Однако Толстому не удалось вернуть Горького к вере, как и Горькому не удалось обратить Толстого в культ революции. Согласны они были только в одном: оба осуждали искусство ради искусства и сходились в том, что писателю нужно быть учителем и просветителем своих соотечественников. Уже в 1900 году Горький писал Чехову: «Лев Толстой людей не любит, нет. Он судит их только, и судит жестоко, очень уж страшно. Не нравится мне его суждение о Боге. Какой это Бог? Это частица
Когда Горький еще находился в Крыму, он узнал о том, что Академия наук только что избрала его на заседании Отделения русского языка и словесности почетным академиком. Прочитав об этом 1 марта 1902 года в «Правительственном вестнике», царь Николай II написал на полях: «Более чем оригинально!» и выразил свое возмущение в письме министру народного образования. Разве может писатель революционных убеждений, состоящий под надзором полиции и сидевший в тюрьме, занимать почетное место в столь уважаемой организации? Академии было отдано распоряжение об отмене столь несообразного избрания. Распоряжение было выполнено. Результат был противоположным тому, на который рассчитывало правительство. После такого вторжения власти в область литературы Чехов и Короленко, почетные академики, вернули свои академические дипломы в знак солидарности с Горьким, который снова оказался причислен к лику святых великомучеников, пострадавших за свободомыслие.
Толстой, которому тоже предложили вернуть свой академический диплом, уклонился, бросив угрюмо, что он себя академиком не считает. Горький на самом деле радовался тому, что исключен из компании именитых и признанных. Он приветствовал все, что могло усилить и сделать ярче его образ бунтаря. Одновременно с инцидентом об аннулированном избрании разворачивались события вокруг постановки «Мещан» – первой пьесы Горького.
Сначала постановка была запрещена, затем цензура потребовала купюр, а министр внутренних дел Сипягин написал губернатору Москвы, великому князю Сергею, убеждая его назначить чиновника, который присутствовал бы на генеральной репетиции и составил бы доклад о впечатлении, произведенном на публику некоторыми репликами: так можно будет не допустить того, чтобы на публике были произнесены фрагменты или фразы, которые при чтении не вызывают негативного чувства, но со сцены могут произвести эффект нежелательный. В конечном итоге разрешение было получено, но только на четыре вечерних спектакля, строго для абонентов, и публика должна была подвергнуться тщательной сортировке на входе. Дирекция Московского Художественного театра решила дать премьеру в Петербурге, в ходе турне, 19 марта 1902 года. Но власти потребовали специальной генеральной репетиции. С невероятной быстротой бомонд прознал об этом, и дирекция театра, по свидетельству Немировича-Данченко, оказалась заваленной просьбами оставить ложи и лучшие места для семей высокопоставленных чиновников и дипломатического корпуса. Публика на спектакле собралась блистательная, элегантная, политически влиятельная, которая не осрамила бы и европейский конгресс. Усиленный наряд городовых и конных жандармов оцепил театр. В качестве дополнительной меры предосторожности билетеры были заменены также городовыми. За петербургской премьерой последовал спектакль в Москве, но ни в одной из двух столиц пьеса, многословная и схематичная, не имела ожидаемого успеха.

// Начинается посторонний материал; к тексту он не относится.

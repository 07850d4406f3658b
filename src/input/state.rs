//! Gesture state machine for pointer interaction on the canvas.
//!
//! ## State Transitions
//!
//! ```text
//! Idle -> DraggingItem   (left press on an item body)
//! Idle -> ResizingItem   (left press on a corner handle of the selection)
//! Any  -> Idle           (left release, or the button is no longer held)
//! ```
//!
//! Positions are canvas coordinates. Every update is computed from the
//! gesture's start values and the total pointer delta, so rounding never
//! accumulates over a long drag.

use super::resize::{apply_drag, apply_handle};
use crate::constants::MIN_ITEM_SIZE;
use crate::types::{Handle, ItemId, Rect};

#[derive(Debug, Clone, Default, PartialEq)]
pub enum InputState {
    /// No active gesture
    #[default]
    Idle,

    /// Moving an item with the pointer
    DraggingItem {
        item_id: ItemId,
        /// Pointer position at press
        start_pointer: (f32, f32),
        /// Item top-left at press
        start_position: (u32, u32),
    },

    /// Dragging one of the selected item's corner handles
    ResizingItem {
        item_id: ItemId,
        handle: Handle,
        start_pointer: (f32, f32),
        /// Item rectangle at press
        start_rect: Rect,
    },
}

/// What the board should apply for the current pointer position.
#[derive(Debug, Clone, Copy, PartialEq)]
pub enum GestureUpdate {
    Move { item_id: ItemId, position: (u32, u32) },
    Resize { item_id: ItemId, rect: Rect },
}

impl InputState {
    pub fn is_idle(&self) -> bool {
        matches!(self, Self::Idle)
    }

    pub fn is_dragging_item(&self) -> bool {
        matches!(self, Self::DraggingItem { .. })
    }

    pub fn is_resizing(&self) -> bool {
        matches!(self, Self::ResizingItem { .. })
    }

    /// Item targeted by the active gesture.
    pub fn active_item(&self) -> Option<ItemId> {
        match self {
            Self::Idle => None,
            Self::DraggingItem { item_id, .. } | Self::ResizingItem { item_id, .. } => {
                Some(*item_id)
            }
        }
    }

    pub fn start_dragging(
        &mut self,
        item_id: ItemId,
        start_pointer: (f32, f32),
        start_position: (u32, u32),
    ) {
        *self = Self::DraggingItem {
            item_id,
            start_pointer,
            start_position,
        };
    }

    pub fn start_resizing(
        &mut self,
        item_id: ItemId,
        handle: Handle,
        start_pointer: (f32, f32),
        start_rect: Rect,
    ) {
        *self = Self::ResizingItem {
            item_id,
            handle,
            start_pointer,
            start_rect,
        };
    }

    /// Translate a pointer position into the item change it implies.
    pub fn update(&self, pointer: (f32, f32)) -> Option<GestureUpdate> {
        match *self {
            Self::Idle => None,
            Self::DraggingItem {
                item_id,
                start_pointer,
                start_position,
            } => {
                let (dx, dy) = pointer_delta(start_pointer, pointer);
                Some(GestureUpdate::Move {
                    item_id,
                    position: apply_drag(start_position, dx, dy),
                })
            }
            Self::ResizingItem {
                item_id,
                handle,
                start_pointer,
                start_rect,
            } => {
                let (dx, dy) = pointer_delta(start_pointer, pointer);
                Some(GestureUpdate::Resize {
                    item_id,
                    rect: apply_handle(start_rect, handle, dx, dy, MIN_ITEM_SIZE),
                })
            }
        }
    }

    /// End the gesture, returning the item it was acting on.
    pub fn finish(&mut self) -> Option<ItemId> {
        let item = self.active_item();
        *self = Self::Idle;
        item
    }

    pub fn reset(&mut self) {
        *self = Self::Idle;
    }
}

/// Whole-pixel delta between two pointer positions.
fn pointer_delta(start: (f32, f32), current: (f32, f32)) -> (i64, i64) {
    (
        (current.0 - start.0).round() as i64,
        (current.1 - start.1).round() as i64,
    )
}
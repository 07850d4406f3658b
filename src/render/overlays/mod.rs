//! Overlays painted above the main layout.

mod rotation_prompt;
mod toasts;

pub use rotation_prompt::render_rotation_prompt;
pub use toasts::render_toasts;
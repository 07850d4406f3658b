//! Unit tests for rotation prompt parsing.

use moodboard::error::RotationError;
use moodboard::types::{normalize_degrees, parse_rotation};

#[test]
fn test_parses_plain_numbers() {
    assert_eq!(parse_rotation("45"), Ok(45.0));
    assert_eq!(parse_rotation(" 12.5 "), Ok(12.5));
    assert_eq!(parse_rotation("0"), Ok(0.0));
}

#[test]
fn test_wraps_out_of_range() {
    assert_eq!(parse_rotation("360"), Ok(0.0));
    assert_eq!(parse_rotation("-90"), Ok(270.0));
    assert_eq!(parse_rotation("725"), Ok(5.0));
}

#[test]
fn test_rejects_bad_input() {
    assert_eq!(parse_rotation(""), Err(RotationError::Empty));
    assert_eq!(parse_rotation("   "), Err(RotationError::Empty));
    assert_eq!(
        parse_rotation("abc"),
        Err(RotationError::NotANumber("abc".to_string()))
    );
    assert_eq!(
        parse_rotation("inf"),
        Err(RotationError::NotFinite("inf".to_string()))
    );
    assert!(matches!(parse_rotation("NaN"), Err(RotationError::NotFinite(_))));
}

#[test]
fn test_normalize_never_returns_negative_zero() {
    assert!(normalize_degrees(-0.0).is_sign_positive());
    assert!(normalize_degrees(-360.0).is_sign_positive());
}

Не упавший духом Горький уже трудился над другой пьесой – «На дне». После отдыха в Крыму он должен был волей-неволей возвратиться в Арзамас, который был назначен ему официальным местом ссылки. Заточенный в этот крохотный городишко, сонный, пыльный, с немощеными улочками и дощатыми тротуарами, он не терял запала. Законченная в несколько недель, пьеса стала шедевром языковой выразительности и силы. Воспроизведя атмосферу ночлежки, населенной отбросами человеческого общества – псевдоинтеллектуалами, обнищавшими дворянами, бродягами, пьяницами, – он создал микрокосм со всеми страстями, со всеми страданиями прогнившего общества.